Não Tente Isso Em Casa
Como disse anteriormente, sou totalmente contra a violência.
E este acontecimento não mudou minha opinião sobre valentões, mas com certeza me fez olhar com outros olhos para essas pessoas.
Passei a enxergar a parte triste disso tudo, ainda mais hoje como adulto.
É uma história que retrata também como eram as coisas nas escolas daquela época.
Um lugar onde muitas vezes o filho chorava e a mãe não via.
Um lugar regido pela lei de sobrevivência.
Dito isso, se um dia fosse criar um cenário para algum jogo de luta, me inspiraria numa briga de saída de escola.
E por hoje é só, espero que este relato tenha te entretido, e principalmente trazido algum tipo de reflexão útil.
Caso tenha gostado dessa história, saiba que tenho outras desta mesma época aqui na mesma seção.
Abraços e até a próxima!
A paixão por videogames surgiu à primeira vista, em algum lugar entre as gerações 8 e 16 bits
Falar sobre games sempre foi uma parte da diversão, eu e meus amigos passávamos muito tempo jogando e conversando sobre nossos jogos, na antiga locadora do Bigode, em casa e na escola.
Mesmo num mundo cada vez mais digital, encontrar pessoas apaixonadas por videogames e falar sobre nossos jogos continua sendo importante.
Decidi então fundar a iniciativa Bigode Games, um lugar onde falamos sobre o melhor que os videogames podem nos proporcionar.
Barry, você sentir pena pelo Paco diz muito sobre você.
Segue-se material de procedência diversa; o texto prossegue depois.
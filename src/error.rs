//! Error types.

use thiserror::Error;

/// Errors raised while building a [`Generation`](crate::Generation) or its inputs.
#[derive(Debug, Clone, PartialEq, Error)]
pub enum GridError {
    /// Height or width is zero.
    #[error("invalid grid dimension {height}x{width}: both sides must be at least 1")]
    InvalidDimension { height: usize, width: usize },

    /// The provided cells do not fill the requested dimensions.
    #[error("dimension mismatch: expected {expected} cells, found {found}")]
    DimensionMismatch { expected: usize, found: usize },

    /// Fill density outside of `[0, 1]`.
    #[error("invalid density {0}: must be within [0, 1]")]
    InvalidDensity(f64),
}

/// Errors raised by the interactive setup.
#[derive(Debug, Error)]
pub enum SetupError {
    #[error("io error: {0}")]
    Io(#[from] std::io::Error),

    /// An answer that should have been a number was not.
    #[error("inappropriate value {0:?}: expected a whole number")]
    InvalidNumber(String),

    /// Input closed before every question was answered.
    #[error("input ended before setup was complete")]
    Eof,

    #[error(transparent)]
    Grid(#[from] GridError),
}
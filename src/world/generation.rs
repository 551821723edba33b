use crate::{pos, Cell, GridError, Pos};

/// An immutable snapshot of the grid at one simulation tick.
///
/// Cells are stored row-major. There is no mutating method: the next tick is
/// always a fresh value built by the [`Evolver`](crate::Evolver).
#[derive(Debug, Clone, PartialEq, Eq)]
pub struct Generation {
    height: usize,
    width: usize,
    cells: Vec<Cell>,
}

impl Generation {
    /// Builds a grid of the given dimensions, asking `initializer(row, col)`
    /// for the value of each cell in row-major order.
    pub fn create<C, F>(height: usize, width: usize, mut initializer: F) -> Result<Self, GridError>
    where
        C: Into<Cell>,
        F: FnMut(usize, usize) -> C,
    {
        check_dimensions(height, width)?;
        let cells = (0..height)
            .flat_map(|row| (0..width).map(move |col| (row, col)))
            .map(|(row, col)| initializer(row, col).into())
            .collect();
        Ok(Self {
            height,
            width,
            cells,
        })
    }

    /// Builds a grid from row-major cells, checking they fill the dimensions.
    pub fn from_cells(height: usize, width: usize, cells: Vec<Cell>) -> Result<Self, GridError> {
        check_dimensions(height, width)?;
        let expected = height * width;
        if cells.len() != expected {
            return Err(GridError::DimensionMismatch {
                expected,
                found: cells.len(),
            });
        }
        Ok(Self::from_buffer(height, width, cells))
    }

    /// `cells` must already hold `height * width` values.
    pub(crate) fn from_buffer(height: usize, width: usize, cells: Vec<Cell>) -> Self {
        debug_assert_eq!(cells.len(), height * width);
        Self {
            height,
            width,
            cells,
        }
    }

    /// Returns the cell at `pos`, or [`Cell::Dead`] when `pos` lies outside the grid.
    pub fn get(&self, pos: Pos) -> Cell {
        self.index(pos)
            .map(|index| self.cells[index])
            .unwrap_or_default()
    }

    /// `(height, width)`
    pub fn dimensions(&self) -> (usize, usize) {
        (self.height, self.width)
    }

    pub fn contains(&self, pos: Pos) -> bool {
        self.index(pos).is_some()
    }

    pub fn rows(&self) -> impl Iterator<Item = &[Cell]> + '_ {
        self.cells.chunks_exact(self.width)
    }

    /// Positions of every alive cell, row-major.
    pub fn actives(&self) -> Vec<Pos> {
        self.cells
            .iter()
            .enumerate()
            .filter(|(_, cell)| cell.is_active())
            .map(|(index, _)| pos!((index / self.width) as i32, (index % self.width) as i32))
            .collect()
    }

    pub fn population(&self) -> usize {
        self.cells.iter().filter(|cell| cell.is_active()).count()
    }

    fn index(&self, Pos { row, col }: Pos) -> Option<usize> {
        let row = usize::try_from(row).ok().filter(|row| *row < self.height)?;
        let col = usize::try_from(col).ok().filter(|col| *col < self.width)?;
        Some(row * self.width + col)
    }
}

fn check_dimensions(height: usize, width: usize) -> Result<(), GridError> {
    if height == 0 || width == 0 {
        return Err(GridError::InvalidDimension { height, width });
    }
    Ok(())
}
As pessoas parece que gostam de ver alguém sofrendo. Existe uma diferença entre um valentão levando dois tapas bem dados, e alguém sendo chutado já no chão, indefeso. Quase todos os valentões que eu conheci na época tinham sérios problemas pessoais em casa, então talvez quando criança eu até animasse uma briga dessas, mas hoje em dia, vejo como é mais complexo tudo. A pior parte é saber que hoje em dia, com os celulares e as redes sociais, as brigas são gravadas e espalhadas e existe quase um fetiche em compartilhar e assistir isso. Por sorte, essa surra do Paco será esquecida como lágrimas na chuva algum dia. Se bobear, só quem lembra dela hoje dia é você, e o Paco.
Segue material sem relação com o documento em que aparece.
use crate::{pos, utils::neighbor_offsets, Cell, Generation, Pos};

/// How neighbor coordinates outside the grid are resolved.
#[derive(Debug, Clone, Copy, PartialEq, Eq, Default)]
pub enum Boundary {
    /// Outside coordinates do not exist and count as dead.
    #[default]
    Clamped,
    /// Outside coordinates wrap around to the opposite edge.
    Toroidal,
}

impl Boundary {
    fn resolve(self, pos: Pos, height: usize, width: usize) -> Pos {
        match self {
            Boundary::Clamped => pos,
            Boundary::Toroidal => pos!(
                pos.row.rem_euclid(height as i32),
                pos.col.rem_euclid(width as i32)
            ),
        }
    }
}

/// B3/S23: the next value of `cell` given its count of alive neighbors.
pub fn rule(cell: Cell, neighbors: usize) -> Cell {
    match (cell, neighbors) {
        (Cell::Alive, 2 | 3) => Cell::Alive, // survives
        (Cell::Alive, _) => Cell::Dead,      // solitude or overpopulation
        (Cell::Dead, 3) => Cell::Alive,      // birth
        (Cell::Dead, _) => Cell::Dead,
    }
}

/// Computes successive generations.
#[derive(Debug, Clone, Copy, Default)]
pub struct Evolver {
    boundary: Boundary,
}

impl Evolver {
    pub fn new(boundary: Boundary) -> Self {
        Self { boundary }
    }

    pub fn neighbor_count(&self, generation: &Generation, pos: Pos) -> usize {
        let (height, width) = generation.dimensions();
        neighbor_offsets()
            .map(|offset| self.boundary.resolve(pos + offset, height, width))
            // a neighbor that wraps back onto the cell itself is not a neighbor
            .filter(|neighbor| *neighbor != pos)
            .filter(|neighbor| generation.get(*neighbor).is_active())
            .count()
    }

    /// Builds the next generation. Reads only from `current` and writes only
    /// into the new buffer, one output row at a time.
    pub fn step(&self, current: &Generation) -> Generation {
        let (height, width) = current.dimensions();
        let mut next = vec![Cell::Dead; height * width];

        let rows = next.chunks_exact_mut(width).zip(current.rows());
        for (row, (output, input)) in rows.enumerate() {
            for (col, (cell, &value)) in output.iter_mut().zip(input).enumerate() {
                let pos = pos!(row as i32, col as i32);
                *cell = rule(value, self.neighbor_count(current, pos));
            }
        }

        Generation::from_buffer(height, width, next)
    }
}

/// Steps `current` with a clamped boundary.
pub fn step(current: &Generation) -> Generation {
    Evolver::default().step(current)
}

#[cfg(test)]
mod tests {
    use super::*;

    fn from_actives(height: usize, width: usize, actives: &[(i32, i32)]) -> Generation {
        Generation::create(height, width, |row, col| {
            actives.contains(&(row as i32, col as i32))
        })
        .unwrap()
    }

    fn actives(generation: &Generation) -> Vec<(i32, i32)> {
        let mut result: Vec<_> = generation
            .actives()
            .into_iter()
            .map(|p| (p.row, p.col))
            .collect();
        result.sort();
        result
    }

    #[test]
    fn test_rule_table() {
        for n in 0..=8 {
            let survives = rule(Cell::Alive, n);
            let born = rule(Cell::Dead, n);
            assert_eq!(survives.is_active(), n == 2 || n == 3, "alive with {n}");
            assert_eq!(born.is_active(), n == 3, "dead with {n}");
        }
    }

    #[test]
    fn test_step_keeps_dimensions() {
        let generation = Generation::create(4, 9, |row, col| (row * col) % 3 == 1).unwrap();
        assert_eq!(step(&generation).dimensions(), (4, 9));
        let single = Generation::create(1, 1, |_, _| true).unwrap();
        assert_eq!(step(&single).dimensions(), (1, 1));
    }

    #[test]
    fn test_empty_stays_empty() {
        let generation = Generation::create(6, 6, |_, _| false).unwrap();
        assert_eq!(step(&generation), generation);
    }

    #[test]
    fn test_lonely_cell_dies() {
        let generation = from_actives(5, 5, &[(2, 2)]);
        assert_eq!(step(&generation).population(), 0);
    }

    #[test]
    fn test_block_is_still_life() {
        let generation = from_actives(4, 4, &[(1, 1), (1, 2), (2, 1), (2, 2)]);
        assert_eq!(step(&generation), generation);
        // still stable when pressed into the corner
        let corner = from_actives(2, 2, &[(0, 0), (0, 1), (1, 0), (1, 1)]);
        assert_eq!(step(&corner), corner);
    }

    #[test]
    fn test_blinker_oscillates() {
        let horizontal = from_actives(5, 5, &[(2, 1), (2, 2), (2, 3)]);
        let vertical = step(&horizontal);
        assert_eq!(actives(&vertical), vec![(1, 2), (2, 2), (3, 2)]);
        assert_eq!(step(&vertical), horizontal);
    }

    #[test]
    fn test_input_is_untouched() {
        let generation = from_actives(5, 5, &[(2, 1), (2, 2), (2, 3)]);
        let copy = generation.clone();
        let _ = step(&generation);
        assert_eq!(generation, copy);
    }

    #[test]
    fn test_update_is_simultaneous() {
        // updating in place would let later cells count (0, 1) as already born
        let generation = from_actives(3, 3, &[(1, 0), (1, 1), (1, 2)]);
        assert_eq!(actives(&step(&generation)), vec![(0, 1), (1, 1), (2, 1)]);
    }

    const GLIDER: [(i32, i32); 5] = [(0, 1), (1, 2), (2, 0), (2, 1), (2, 2)];

    #[test]
    fn test_glider_phases() {
        let origin = (2, 2);
        let shifted = |cells: &[(i32, i32)]| -> Vec<(i32, i32)> {
            cells
                .iter()
                .map(|&(r, c)| (r + origin.0, c + origin.1))
                .collect()
        };
        let expected: [Vec<(i32, i32)>; 4] = [
            vec![(1, 0), (1, 2), (2, 1), (2, 2), (3, 1)],
            vec![(1, 2), (2, 0), (2, 2), (3, 1), (3, 2)],
            vec![(1, 1), (2, 2), (2, 3), (3, 1), (3, 2)],
            vec![(1, 2), (2, 3), (3, 1), (3, 2), (3, 3)],
        ];

        let mut generation = from_actives(12, 12, &shifted(&GLIDER));
        for phase in expected {
            generation = step(&generation);
            let mut phase = shifted(&phase);
            phase.sort();
            assert_eq!(actives(&generation), phase);
        }

        // after four generations the glider is the same shape moved by (1, 1)
        let moved: Vec<_> = GLIDER.iter().map(|&(r, c)| (r + 1, c + 1)).collect();
        let mut moved = shifted(&moved);
        moved.sort();
        assert_eq!(actives(&generation), moved);
    }

    #[test]
    fn test_glider_settles_into_corner_block() {
        // on a bounded 5x5 grid the glider reaches the far corner and, lacking the
        // cells beyond the edge, collapses into a block
        let mut generation = from_actives(5, 5, &GLIDER);
        for _ in 0..8 {
            generation = step(&generation);
        }
        assert_eq!(actives(&generation), vec![(2, 3), (3, 4), (4, 2), (4, 3), (4, 4)]);
        for _ in 0..3 {
            generation = step(&generation);
        }
        assert_eq!(actives(&generation), vec![(3, 3), (3, 4), (4, 3), (4, 4)]);
        assert_eq!(step(&generation), generation);
    }

    #[test]
    fn test_corner_does_not_wrap() {
        // the three cells would all be neighbors of (0,0) on a torus
        let generation = from_actives(4, 4, &[(3, 3), (0, 3), (3, 0)]);
        let clamped = Evolver::new(Boundary::Clamped);
        assert_eq!(clamped.neighbor_count(&generation, pos!(0, 0)), 0);
        assert_eq!(clamped.step(&generation).get(pos!(0, 0)), Cell::Dead);

        let toroidal = Evolver::new(Boundary::Toroidal);
        assert_eq!(toroidal.neighbor_count(&generation, pos!(0, 0)), 3);
        assert_eq!(toroidal.step(&generation).get(pos!(0, 0)), Cell::Alive);
    }

    #[test]
    fn test_corner_neighbor_count() {
        let generation = Generation::create(3, 3, |_, _| true).unwrap();
        let evolver = Evolver::default();
        assert_eq!(evolver.neighbor_count(&generation, pos!(0, 0)), 3);
        assert_eq!(evolver.neighbor_count(&generation, pos!(0, 1)), 5);
        assert_eq!(evolver.neighbor_count(&generation, pos!(1, 1)), 8);
    }

    #[test]
    fn test_toroidal_narrow_grid_counts_every_offset() {
        let toroidal = Evolver::new(Boundary::Toroidal);

        // on a 2x2 torus all four diagonal offsets of (1, 1) land on (0, 0)
        let square = from_actives(2, 2, &[(0, 0)]);
        assert_eq!(toroidal.neighbor_count(&square, pos!(1, 1)), 4);
        // from (0, 1) only the two horizontal offsets reach it
        assert_eq!(toroidal.neighbor_count(&square, pos!(0, 1)), 2);
        assert_eq!(toroidal.neighbor_count(&square, pos!(0, 0)), 0);

        // on a single row the three offsets of a column collapse onto one cell
        let row = from_actives(1, 3, &[(0, 0)]);
        assert_eq!(toroidal.neighbor_count(&row, pos!(0, 1)), 3);
        assert_eq!(toroidal.neighbor_count(&row, pos!(0, 2)), 3);
        // offsets wrapping onto the cell itself are skipped
        assert_eq!(toroidal.neighbor_count(&row, pos!(0, 0)), 0);

        // the same grids never wrap when clamped
        let clamped = Evolver::default();
        assert_eq!(clamped.neighbor_count(&square, pos!(1, 1)), 1);
        assert_eq!(clamped.neighbor_count(&row, pos!(0, 2)), 0);
    }

    #[test]
    fn test_toroidal_glider_wraps() {
        let evolver = Evolver::new(Boundary::Toroidal);
        let start = from_actives(6, 6, &GLIDER);
        let mut generation = start.clone();
        // 6 cells of travel on a 6x6 torus takes 24 generations
        for _ in 0..24 {
            generation = evolver.step(&generation);
        }
        assert_eq!(generation, start);
    }
}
Bom texto, com ótimas referências e linguajá de velho-oeste, haha. Joguei pouco Sunset Riders, mas gostava de usar o Cormano. Até hoje eu sou apreciador de ponchos!
Obrigado, Greg!
Foi um momento complicado mesmo.
E se fosse hoje em dia, com certeza essa briga teria viralizado na internet.
Depois de escrever esse texto ainda fiquei refletindo, pensando nisso.